This $50 Smart Ring Has a Screen (And Works Like A Tiny Smartwatch)

The smartwatch got smaller. Then the smart ring arrived. Now Rogbid has released something that splits the difference and costs less than a nice dinner: the Fusion, a hybrid device that looks like someone shrunk a fitness tracker and stuck it on a ring band. For fifty dollars, you get a legitimate OLED display, actual health sensors, and the ability to wear your technology on whichever body part feels right that day.

This is more than just miniaturization for the sake of novelty. The Fusion measures 20.6 x 21 x 8.2mm and weighs about as much as three quarters stacked together, yet it monitors heart rate, tracks sleep, measures blood oxygen levels, and survives underwater thanks to 5ATM water resistance. Rogbid includes both a finger-sized adjustable strap and a wrist band, turning the device into whatever you need depending on your outfit, activity, or tolerance for questions from strangers.
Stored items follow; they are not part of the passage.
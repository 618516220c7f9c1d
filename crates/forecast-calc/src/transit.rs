//! 在途到貨排程
//!
//! 將單一 SKU 的採購訂單清單轉為「日期 → 當日到貨總量」的查詢表。
//! 日期鍵一律使用日曆日期成分（`NaiveDate`），不做任何時區換算。

use chrono::NaiveDate;
use forecast_core::PurchaseOrder;
use rust_decimal::Decimal;
use std::collections::HashMap;

/// 在途到貨排程表
///
/// 只收錄到貨日有效且嚴格晚於「今天」的訂單；
/// 同日到貨的多筆訂單彙總為單一桶。
#[derive(Debug, Clone, Default)]
pub struct TransitSchedule {
    arrivals: HashMap<NaiveDate, Decimal>,
}

impl TransitSchedule {
    /// 由採購訂單清單建立排程表
    pub fn build(orders: &[PurchaseOrder], today: NaiveDate) -> Self {
        let mut arrivals: HashMap<NaiveDate, Decimal> = HashMap::new();

        for order in orders {
            // 缺漏或無法解析的到貨日：整筆排除
            let Some(eta) = order.eta_date() else {
                continue;
            };
            // 僅排程嚴格晚於今天的到貨（今天或過去的日期不入帳）
            if eta <= today {
                continue;
            }
            *arrivals.entry(eta).or_insert(Decimal::ZERO) += order.quantity;
        }

        Self { arrivals }
    }

    /// 查詢指定日期的到貨量
    pub fn arrival_on(&self, date: NaiveDate) -> Option<Decimal> {
        self.arrivals.get(&date).copied()
    }

    /// 排程中的到貨日數
    pub fn len(&self) -> usize {
        self.arrivals.len()
    }

    /// 排程是否為空
    pub fn is_empty(&self) -> bool {
        self.arrivals.is_empty()
    }

    /// 排程到貨總量
    pub fn total_quantity(&self) -> Decimal {
        self.arrivals.values().copied().sum()
    }
}
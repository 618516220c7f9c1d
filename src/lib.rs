//! # Forecast
//!
//! 庫存預測與可售天數投影引擎。
//!
//! 輸入為一份 SKU 快照（庫存、逐月預測、在途採購訂單）與一個
//! 計劃視窗（從「今天」起連續 5 個月）；輸出為逐 SKU 的今日可售
//! 天數與逐月覆蓋投影，以及品牌／類別／負責人層級的彙總。

pub use forecast_calc::{
    coverage_progress, group_rows, DaysOfStock, DepletionSimulator, ForecastProjector, GroupBy,
    GroupedRow, MonthCoverage, ProgressRow, ProjectedSku, ProjectionBatchResult,
    ProjectionWarning, TransitSchedule, WarningSeverity,
};
pub use forecast_core::{
    clean_number, days_in_month, ForecastError, MonthPeriod, PlanningWindow, PurchaseOrder,
    Result, SkuRecord, WINDOW_MONTHS,
};
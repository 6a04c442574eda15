#![allow(dead_code)]

use axum::{
    body::{to_bytes, Body},
    http::{Request, StatusCode},
    Router,
};
use serde_json::Value;
use std::sync::Arc;
use tower::ServiceExt;

use quizstage_api::{
    cache::memory::InMemoryCache, config::Config, create_router, services::AppState,
    store::memory::InMemoryStore,
};

pub fn test_config() -> Config {
    Config {
        mongo_uri: "mongodb://localhost:27017".to_string(),
        redis_uri: "redis://127.0.0.1:6379/0".to_string(),
        mongo_database: "quizstage_test".to_string(),
    }
}

/// Builds the full router over in-memory store and cache fakes, so the
/// suite runs without MongoDB or Redis.
pub async fn create_test_app() -> Router {
    let _ = tracing_subscriber::fmt()
        .with_test_writer()
        .with_max_level(tracing::Level::DEBUG)
        .try_init();

    let app_state = Arc::new(AppState::new(
        test_config(),
        Arc::new(InMemoryStore::new()),
        Arc::new(InMemoryCache::new()),
    ));

    create_router(app_state)
}

/// One request against the router, returning status and parsed body.
/// Panics with the raw body on JSON that fails to parse so test
/// failures stay readable.
pub async fn send(
    app: &Router,
    method: &str,
    uri: &str,
    body: Option<Value>,
) -> (StatusCode, Value) {
    let builder = Request::builder().method(method).uri(uri);
    let request = match body {
        Some(json) => builder
            .header("content-type", "application/json")
            .body(Body::from(json.to_string()))
            .unwrap(),
        None => builder.body(Body::empty()).unwrap(),
    };

    let response = app.clone().oneshot(request).await.unwrap();
    let status = response.status();
    let bytes = to_bytes(response.into_body(), usize::MAX).await.unwrap();
    let json = if bytes.is_empty() {
        Value::Null
    } else {
        serde_json::from_slice(&bytes).unwrap_or_else(|_| {
            panic!(
                "non-JSON body (status {}): {}",
                status,
                String::from_utf8_lossy(&bytes)
            )
        })
    };
    (status, json)
}

/// Raw body variant for assertions on the wire text itself.
pub async fn send_raw(app: &Router, method: &str, uri: &str) -> (StatusCode, String) {
    let request = Request::builder()
        .method(method)
        .uri(uri)
        .body(Body::empty())
        .unwrap();
    let response = app.clone().oneshot(request).await.unwrap();
    let status = response.status();
    let bytes = to_bytes(response.into_body(), usize::MAX).await.unwrap();
    (status, String::from_utf8_lossy(&bytes).into_owned())
}

pub async fn create_quiz(app: &Router, user_id: i64, title: &str) -> i64 {
    let (status, body) = send(
        app,
        "POST",
        "/api/v1/quizzes",
        Some(serde_json::json!({ "user_id": user_id, "title": title })),
    )
    .await;
    assert_eq!(status, StatusCode::CREATED, "create quiz failed: {}", body);
    body["_id"].as_i64().unwrap()
}

pub async fn create_question(app: &Router, quiz_id: i64, text: &str) -> i64 {
    let (status, body) = send(
        app,
        "POST",
        &format!("/api/v1/quizzes/{}/questions", quiz_id),
        Some(serde_json::json!({ "text": text })),
    )
    .await;
    assert_eq!(status, StatusCode::CREATED, "create question failed: {}", body);
    body["_id"].as_i64().unwrap()
}

pub async fn create_choice(app: &Router, question_id: i64, text: &str, is_correct: bool) -> i64 {
    let (status, body) = send(
        app,
        "POST",
        &format!("/api/v1/quizzes/questions/{}/choices", question_id),
        Some(serde_json::json!({ "text": text, "is_correct": is_correct })),
    )
    .await;
    assert_eq!(status, StatusCode::CREATED, "create choice failed: {}", body);
    body["_id"].as_i64().unwrap()
}

/// Seeds the 100-question, 5-choice sample quiz and returns its id.
pub async fn seed_sample_quiz(app: &Router, user_id: i64) -> i64 {
    let (status, body) = send(
        app,
        "POST",
        "/api/v1/quizzes/sample",
        Some(serde_json::json!({
            "user_id": user_id,
            "title": "Sample quiz",
            "description": "Seeded for tests"
        })),
    )
    .await;
    assert_eq!(status, StatusCode::CREATED, "sample seed failed: {}", body);
    body["_id"].as_i64().unwrap()
}
use anyhow::{bail, Result};
use async_trait::async_trait;
use std::collections::HashMap;
use std::sync::Mutex;
use std::time::{Duration, Instant};

use super::SessionCache;

enum Stored {
    Text(String),
    Hash(HashMap<String, String>),
}

struct Entry {
    value: Stored,
    expires_at: Option<Instant>,
}

impl Entry {
    fn expired(&self) -> bool {
        matches!(self.expires_at, Some(at) if at <= Instant::now())
    }
}

/// In-memory `SessionCache` with real-time expiry. Used by the test
/// suite and for running the service without a Redis instance.
#[derive(Default)]
pub struct InMemoryCache {
    entries: Mutex<HashMap<String, Entry>>,
}

impl InMemoryCache {
    pub fn new() -> Self {
        Self::default()
    }
}

#[async_trait]
impl SessionCache for InMemoryCache {
    async fn get(&self, key: &str) -> Result<Option<String>> {
        let mut entries = self.entries.lock().unwrap();
        match entries.get(key) {
            Some(entry) if entry.expired() => {
                entries.remove(key);
                Ok(None)
            }
            Some(entry) => match &entry.value {
                Stored::Text(s) => Ok(Some(s.clone())),
                Stored::Hash(_) => bail!("WRONGTYPE: {} holds a hash", key),
            },
            None => Ok(None),
        }
    }

    async fn set_ex(&self, key: &str, value: &str, ttl_secs: u64) -> Result<()> {
        let mut entries = self.entries.lock().unwrap();
        entries.insert(
            key.to_string(),
            Entry {
                value: Stored::Text(value.to_string()),
                expires_at: Some(Instant::now() + Duration::from_secs(ttl_secs)),
            },
        );
        Ok(())
    }

    async fn hset(&self, key: &str, field: &str, value: &str) -> Result<()> {
        let mut entries = self.entries.lock().unwrap();
        if entries.get(key).is_some_and(Entry::expired) {
            entries.remove(key);
        }
        let entry = entries.entry(key.to_string()).or_insert_with(|| Entry {
            value: Stored::Hash(HashMap::new()),
            expires_at: None,
        });
        match &mut entry.value {
            Stored::Hash(map) => {
                map.insert(field.to_string(), value.to_string());
                Ok(())
            }
            Stored::Text(_) => bail!("WRONGTYPE: {} holds a string", key),
        }
    }

    async fn hgetall(&self, key: &str) -> Result<HashMap<String, String>> {
        let mut entries = self.entries.lock().unwrap();
        match entries.get(key) {
            Some(entry) if entry.expired() => {
                entries.remove(key);
                Ok(HashMap::new())
            }
            Some(entry) => match &entry.value {
                Stored::Hash(map) => Ok(map.clone()),
                Stored::Text(_) => bail!("WRONGTYPE: {} holds a string", key),
            },
            None => Ok(HashMap::new()),
        }
    }

    async fn exists(&self, key: &str) -> Result<bool> {
        let mut entries = self.entries.lock().unwrap();
        match entries.get(key) {
            Some(entry) if entry.expired() => {
                entries.remove(key);
                Ok(false)
            }
            Some(_) => Ok(true),
            None => Ok(false),
        }
    }

    async fn ttl(&self, key: &str) -> Result<i64> {
        let mut entries = self.entries.lock().unwrap();
        match entries.get(key) {
            Some(entry) if entry.expired() => {
                entries.remove(key);
                Ok(-2)
            }
            Some(entry) => match entry.expires_at {
                Some(at) => Ok(at.saturating_duration_since(Instant::now()).as_secs() as i64),
                None => Ok(-1),
            },
            None => Ok(-2),
        }
    }

    async fn expire(&self, key: &str, ttl_secs: u64) -> Result<bool> {
        let mut entries = self.entries.lock().unwrap();
        match entries.get_mut(key) {
            Some(entry) if entry.expired() => {
                entries.remove(key);
                Ok(false)
            }
            Some(entry) => {
                entry.expires_at = Some(Instant::now() + Duration::from_secs(ttl_secs));
                Ok(true)
            }
            None => Ok(false),
        }
    }

    async fn del(&self, key: &str) -> Result<()> {
        self.entries.lock().unwrap().remove(key);
        Ok(())
    }

    async fn ping(&self) -> Result<()> {
        Ok(())
    }
}

#[cfg(test)]
mod tests {
    use super::*;

    #[tokio::test]
    async fn set_ex_then_get() {
        let cache = InMemoryCache::new();
        cache.set_ex("k", "v", 60).await.unwrap();
        assert_eq!(cache.get("k").await.unwrap().as_deref(), Some("v"));
        assert!(cache.ttl("k").await.unwrap() > 0);
    }

    #[tokio::test]
    async fn expired_key_reads_as_missing() {
        let cache = InMemoryCache::new();
        cache.set_ex("k", "v", 0).await.unwrap();
        assert_eq!(cache.get("k").await.unwrap(), None);
        assert_eq!(cache.ttl("k").await.unwrap(), -2);
        assert!(!cache.exists("k").await.unwrap());
    }

    #[tokio::test]
    async fn hash_without_expiry_reports_minus_one() {
        let cache = InMemoryCache::new();
        cache.hset("h", "1", "2").await.unwrap();
        assert_eq!(cache.ttl("h").await.unwrap(), -1);
        assert!(cache.expire("h", 60).await.unwrap());
        assert!(cache.ttl("h").await.unwrap() > 0);
    }

    #[tokio::test]
    async fn hset_overwrites_field() {
        let cache = InMemoryCache::new();
        cache.hset("h", "q", "1").await.unwrap();
        cache.hset("h", "q", "2").await.unwrap();
        let map = cache.hgetall("h").await.unwrap();
        assert_eq!(map.len(), 1);
        assert_eq!(map.get("q").map(String::as_str), Some("2"));
    }
}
Battery life hits five days with regular use, which means this tiny screen actually pulls its weight between charges.

Designer: Rogbid

You have to give Rogbid credit for seeing Casio’s G-Shock ring sell out and thinking, “we can do that, but with actual tech inside.” That Casio piece was pure nostalgia, a fun gimmick that proved a market existed for finger-watches. Rogbid’s move feels like the logical, if slightly unhinged, next step: taking the novelty and injecting actual utility.

We’re talking over 100 sports modes, which is a software problem I don’t even want to think about navigating on a half-inch screen. But the hardware is there: an optical heart rate sensor, blood oxygen monitoring, and all the usual motion tracking. They even added prayer time reminders and a “couple interaction mode” for sharing codes, which feels like they just kept adding features from a hat until they ran out of room. It’s the kind of feature creep that’s almost admirable in its audacity, especially when most competitors are still trying to get basic step counting right in the ring form factor.

This whole thing is a fascinating gamble on what people want from a smart ring. The entire appeal of the Oura and its competitors is their subtlety; they disappear into your daily life. The Fusion, however, plants a glowing OLED screen right on your knuckle and demands attention. It’s a complete rejection of the minimalist aesthetic that defined the category. Maybe that’s the point. For fifty bucks, Rogbid isn’t trying to compete with the thousand-dollar jewelry pieces. They’re creating an entirely new, wonderfully weird sub-category of wearable that’s too cheap and too interesting to ignore.